Harga minyak global menunjukkan penguatan tipis setelah pasar merespons langkah baru Amerika Serikat untuk memperketat kontrol atas sektor minyak Venezuela, negara yang memiliki cadangan minyak terbesar di dunia namun produksi dan infrastrukturnya mengalami kemerosotan drastis akibat salah kelola dan sanksi internasional. Langkah ini memicu sentimen risiko pasokan di tengah ketidakpastian geopolitik, mendorong harga Brent kembali di atas level sekitar USD 60 per barel dan WTI stabil di kisaran USD 56 per barel, meskipun tekanan sebelumnya telah menekan harga dalam beberapa sesi terakhir.

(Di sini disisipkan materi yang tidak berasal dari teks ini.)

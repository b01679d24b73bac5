use std::{fmt, str::FromStr};

use diesel::{
    AsExpression, FromSqlRow,
    backend::Backend,
    deserialize::{self, FromSql},
    serialize::{self, IsNull, Output, ToSql},
    sql_types::Text,
    sqlite::Sqlite,
};
use thiserror::Error;
use uuid::Uuid;

/// UUID primary key stored as its hyphenated text form.
#[derive(Debug, Clone, Copy, PartialEq, Eq, Hash, PartialOrd, Ord, AsExpression, FromSqlRow)]
#[diesel(sql_type = Text)]
pub struct RecordId(Uuid);

impl RecordId {
    pub fn new_v4() -> Self {
        Self(Uuid::new_v4())
    }
}

impl From<Uuid> for RecordId {
    fn from(value: Uuid) -> Self {
        Self(value)
    }
}

impl fmt::Display for RecordId {
    fn fmt(&self, f: &mut fmt::Formatter<'_>) -> fmt::Result {
        self.0.fmt(f)
    }
}

impl FromStr for RecordId {
    type Err = uuid::Error;

    fn from_str(s: &str) -> Result<Self, Self::Err> {
        Uuid::parse_str(s).map(Self)
    }
}

impl ToSql<Text, Sqlite> for RecordId {
    fn to_sql<'b>(&'b self, out: &mut Output<'b, '_, Sqlite>) -> serialize::Result {
        out.set_value(self.0.to_string());
        Ok(IsNull::No)
    }
}

impl FromSql<Text, Sqlite> for RecordId {
    fn from_sql(bytes: <Sqlite as Backend>::RawValue<'_>) -> deserialize::Result<Self> {
        let text = <String as FromSql<Text, Sqlite>>::from_sql(bytes)?;
        Ok(Self(Uuid::parse_str(&text)?))
    }
}

#[derive(Debug, Error)]
#[error("unknown {kind} '{value}'")]
pub struct ParseModeError {
    kind: &'static str,
    value: String,
}

/// How the player behaves once the queue runs dry.
#[derive(Debug, Clone, Copy, PartialEq, Eq, Default, AsExpression, FromSqlRow)]
#[diesel(sql_type = Text)]
pub enum AutoplayMode {
    Disabled,
    #[default]
    Partial,
    Enabled,
}

impl AutoplayMode {
    pub const ALL: [AutoplayMode; 3] = [Self::Disabled, Self::Partial, Self::Enabled];

    pub fn as_str(&self) -> &'static str {
        match self {
            Self::Disabled => "disabled",
            Self::Partial => "partial",
            Self::Enabled => "enabled",
        }
    }
}

impl FromStr for AutoplayMode {
    type Err = ParseModeError;

    fn from_str(s: &str) -> Result<Self, Self::Err> {
        match s.trim().to_ascii_lowercase().as_str() {
            "disabled" => Ok(Self::Disabled),
            "partial" => Ok(Self::Partial),
            "enabled" => Ok(Self::Enabled),
            _ => Err(ParseModeError {
                kind: "autoplay mode",
                value: s.to_string(),
            }),
        }
    }
}

/// Queue repeat behaviour.
#[derive(Debug, Clone, Copy, PartialEq, Eq, Default, AsExpression, FromSqlRow)]
#[diesel(sql_type = Text)]
pub enum LoopMode {
    #[default]
    Normal,
    Single,
    All,
}

impl LoopMode {
    pub const ALL: [LoopMode; 3] = [Self::Normal, Self::Single, Self::All];

    pub fn as_str(&self) -> &'static str {
        match self {
            Self::Normal => "normal",
            Self::Single => "single",
            Self::All => "all",
        }
    }
}

impl FromStr for LoopMode {
    type Err = ParseModeError;

    fn from_str(s: &str) -> Result<Self, Self::Err> {
        match s.trim().to_ascii_lowercase().as_str() {
            "normal" => Ok(Self::Normal),
            "single" => Ok(Self::Single),
            "all" => Ok(Self::All),
            _ => Err(ParseModeError {
                kind: "loop mode",
                value: s.to_string(),
            }),
        }
    }
}

macro_rules! text_enum_sql {
    ($ty:ty) => {
        impl fmt::Display for $ty {
            fn fmt(&self, f: &mut fmt::Formatter<'_>) -> fmt::Result {
                f.write_str(self.as_str())
            }
        }

        impl ToSql<Text, Sqlite> for $ty {
            fn to_sql<'b>(&'b self, out: &mut Output<'b, '_, Sqlite>) -> serialize::Result {
                out.set_value(self.as_str());
                Ok(IsNull::No)
            }
        }

        impl FromSql<Text, Sqlite> for $ty {
            fn from_sql(bytes: <Sqlite as Backend>::RawValue<'_>) -> deserialize::Result<Self> {
                let text = <String as FromSql<Text, Sqlite>>::from_sql(bytes)?;
                Ok(text.parse()?)
            }
        }
    };
}

text_enum_sql!(AutoplayMode);
text_enum_sql!(LoopMode);

#[cfg(test)]
mod tests {
    use super::*;

    #[test]
    fn modes_parse_case_insensitively() {
        assert_eq!("Partial".parse::<AutoplayMode>().unwrap(), AutoplayMode::Partial);
        assert_eq!(" ALL ".parse::<LoopMode>().unwrap(), LoopMode::All);
        assert!("loud".parse::<AutoplayMode>().is_err());
    }

    #[test]
    fn modes_round_trip_through_their_text_form() {
        for mode in AutoplayMode::ALL {
            assert_eq!(mode.as_str().parse::<AutoplayMode>().unwrap(), mode);
        }
        for mode in LoopMode::ALL {
            assert_eq!(mode.to_string().parse::<LoopMode>().unwrap(), mode);
        }
    }

    #[test]
    fn record_id_parses_its_display_form() {
        let id = RecordId::new_v4();
        assert_eq!(id.to_string().parse::<RecordId>().unwrap(), id);
    }
}
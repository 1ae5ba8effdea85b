//! Maps [`CoreError`] onto an HTTP response, the only place in this crate
//! that knows about status codes.

use axum::Json;
use axum::http::StatusCode;
use axum::response::{IntoResponse, Response};
use serde::Serialize;
use uuid::Uuid;

use crate::error::CoreError;

/// The wire shape of every error response this service returns.
#[derive(Debug, Serialize)]
pub struct ApiErrorBody {
    pub code: String,
    pub message: String,
    pub details: Option<String>,
    pub timestamp_millis: i64,
    pub request_id: String,
}

pub struct ApiError(pub CoreError);

impl From<CoreError> for ApiError {
    fn from(err: CoreError) -> Self {
        ApiError(err)
    }
}

impl IntoResponse for ApiError {
    fn into_response(self) -> Response {
        let status = match &self.0 {
            CoreError::BadRequest(_) => StatusCode::BAD_REQUEST,
            CoreError::NotFound(_) => StatusCode::NOT_FOUND,
            CoreError::Unavailable(_) => StatusCode::SERVICE_UNAVAILABLE,
            CoreError::Internal { .. } => StatusCode::INTERNAL_SERVER_ERROR,
            CoreError::DeadlineExceeded => StatusCode::GATEWAY_TIMEOUT,
        };

        let details = match &self.0 {
            CoreError::Internal { sql_state: Some(s), .. } => Some(s.clone()),
            _ => None,
        };

        tracing::warn!(code = self.0.code(), error = %self.0, "request failed");

        let body = ApiErrorBody {
            code: self.0.code().to_string(),
            message: self.0.to_string(),
            details,
            timestamp_millis: crate::now_millis(),
            request_id: Uuid::new_v4().to_string(),
        };

        (status, Json(body)).into_response()
    }
}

Washington kini menyiapkan strategi komprehensif untuk mengelola dan menjual minyak Venezuela secara berkelanjutan, termasuk penjualan cadangan minyak yang sudah disimpan sebelum kemudian memasarkan sisa pasokan minyak negara itu di bawah pengawasan AS. Pemerintah AS menyatakan bahwa minyak tersebut telah mulai dipasarkan, dengan hasil penjualan yang akan disalurkan melalui akun yang dikendalikan oleh otoritas AS untuk manfaat kedua belah pihak.
Dari sisi Venezuela, perusahaan minyak negara PDVSA menyatakan bahwa negosiasi dengan pihak AS mengenai skema penjualan minyak terus berlanjut. Kesepakatan ini digambarkan sebagai transaksi komersial yang legal dan saling menguntungkan, meskipun Venezuela menegaskan bahwa AS harus membayar harga pasar internasional untuk minyaknya. PDVSA juga menegaskan bahwa hanya Chevron yang saat ini memiliki izin ekspor terbatas ke AS, sementara ekspor lain—termasuk ke China—masih terhambat oleh sanksi yang berlaku.
Langkah AS ini terjadi di tengah peningkatan tekanan terhadap pemerintah Venezuela, termasuk langkah militer dan penangkapan tokoh-tokoh kunci, serta penyitaan kapal tanker yang membawa minyak negara tersebut. Kebijakan ini memperkuat kontrol Amerika atas aliran minyak Venezuela, sekaligus menunjukkan intensi pemerintah AS untuk memanfaatkan sumber daya energi strategis demi kepentingan domestik dan geopolitik yang lebih luas.
Selain itu, beberapa perusahaan energi besar mulai bersiap memasuki kembali pasar Venezuela. Citgo, anak perusahaan yang dimiliki PDVSA di AS, dilaporkan mempertimbangkan untuk melanjutkan pembelian minyak untuk pertama kalinya sejak pasokan terhenti akibat sanksi. Chevron juga dilaporkan dalam pembicaraan untuk memperluas izin operasinya di Venezuela, sementara beberapa perusahaan lain menunjukkan minat, menggambarkan potensi perubahan lanskap investasi energi di negara tersebut.
Reaksi di pasar energi mencerminkan dampak kombinasi antara kontrol geopolitik, potensi perubahan aliran pasokan, dan ketidakpastian atas prospek produksi jangka panjang Venezuela yang tetap terhambat oleh infrastruktur yang melemah. Meskipun potensi peningkatan ekspor minyak Venezuela di masa depan dapat menambah pasokan global, langkah AS saat ini justru menciptakan dinamika kompleks yang menahan kenaikan harga minyak secara signifikan, namun tetap mendorong pasar menuju premium risiko yang lebih tinggi.